Your goal => Go through the entries below and say how many lines contain the string "ChallengeBundle"; write only that number.

Study material =>
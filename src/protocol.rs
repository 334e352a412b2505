//! Public protocol structs for WebSocket and HTTP endpoints (serde ready).
//! Keep this small and stable to evolve backend and frontend independently.

use serde::{Deserialize, Serialize};

use crate::domain::{ChallengeOption, Id, Lesson, MatchingPair, UserProgress};
use crate::render::{Action, Selection, SubmissionStatus, Target};
use crate::session::{Outcome, SessionSnapshot};
use crate::store::ChallengeBundle;

fn anonymous() -> String {
    "anonymous".into()
}

/// Messages the client can send over WebSocket.
#[derive(Debug, Deserialize)]
#[serde(tag = "type", rename_all = "snake_case")]
pub enum ClientWsMessage {
    Ping,
    StartLesson {
        #[serde(rename = "lessonId")]
        lesson_id: Id,
        #[serde(rename = "userId", default = "anonymous")]
        user_id: String,
    },
    Action {
        action: Action,
    },
    Click {
        target: Target,
    },
    Submit,
    Continue,
}

/// Messages the server sends back over WebSocket.
#[derive(Debug, Serialize)]
#[serde(tag = "type", rename_all = "snake_case")]
pub enum ServerWsMessage {
    Pong,
    Session {
        session: SessionSnapshot,
    },
    Result {
        outcome: Outcome,
        session: SessionSnapshot,
    },
    Finished {
        #[serde(rename = "lessonId")]
        lesson_id: Id,
        #[serde(rename = "completedChallengeIds")]
        completed_challenge_ids: Vec<Id>,
    },
    Error {
        message: String,
    },
}

//
// HTTP request/response DTOs
//

#[derive(Debug, Default, Deserialize)]
#[serde(rename_all = "camelCase")]
pub struct ListQuery {
    pub parent_id: Option<Id>,
}

#[derive(Debug, Serialize)]
#[serde(rename_all = "camelCase")]
pub struct LessonOut {
    #[serde(flatten)]
    pub lesson: Lesson,
    pub challenges: Vec<ChallengeBundle>,
    pub warnings: Vec<String>,
}

/// Stateless dispatcher call. `type` is taken raw: unknown tags render the fallback layout.
#[derive(Debug, Deserialize)]
#[serde(rename_all = "camelCase")]
pub struct RenderIn {
    #[serde(rename = "type")]
    pub tag: String,
    #[serde(default)]
    pub question: String,
    #[serde(default)]
    pub options: Vec<ChallengeOption>,
    #[serde(default)]
    pub matching_pairs: Vec<MatchingPair>,
    #[serde(default)]
    pub status: SubmissionStatus,
    #[serde(default)]
    pub disabled: bool,
    #[serde(flatten)]
    pub selection: Selection,
}

#[derive(Debug, Deserialize)]
#[serde(rename_all = "camelCase")]
pub struct StartSessionIn {
    pub lesson_id: Id,
    #[serde(default = "anonymous")]
    pub user_id: String,
}

#[derive(Debug, Deserialize)]
pub struct ClickIn {
    pub target: Target,
}

#[derive(Debug, Serialize)]
pub struct SubmitOut {
    pub outcome: Outcome,
    pub session: SessionSnapshot,
}

#[derive(Debug, Serialize)]
#[serde(rename_all = "camelCase")]
pub struct ProgressOut {
    pub profile: Option<UserProgress>,
    pub completed_challenge_ids: Vec<Id>,
}

#[derive(Serialize)]
pub struct HealthOut {
    pub ok: bool,
}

Written answer => 2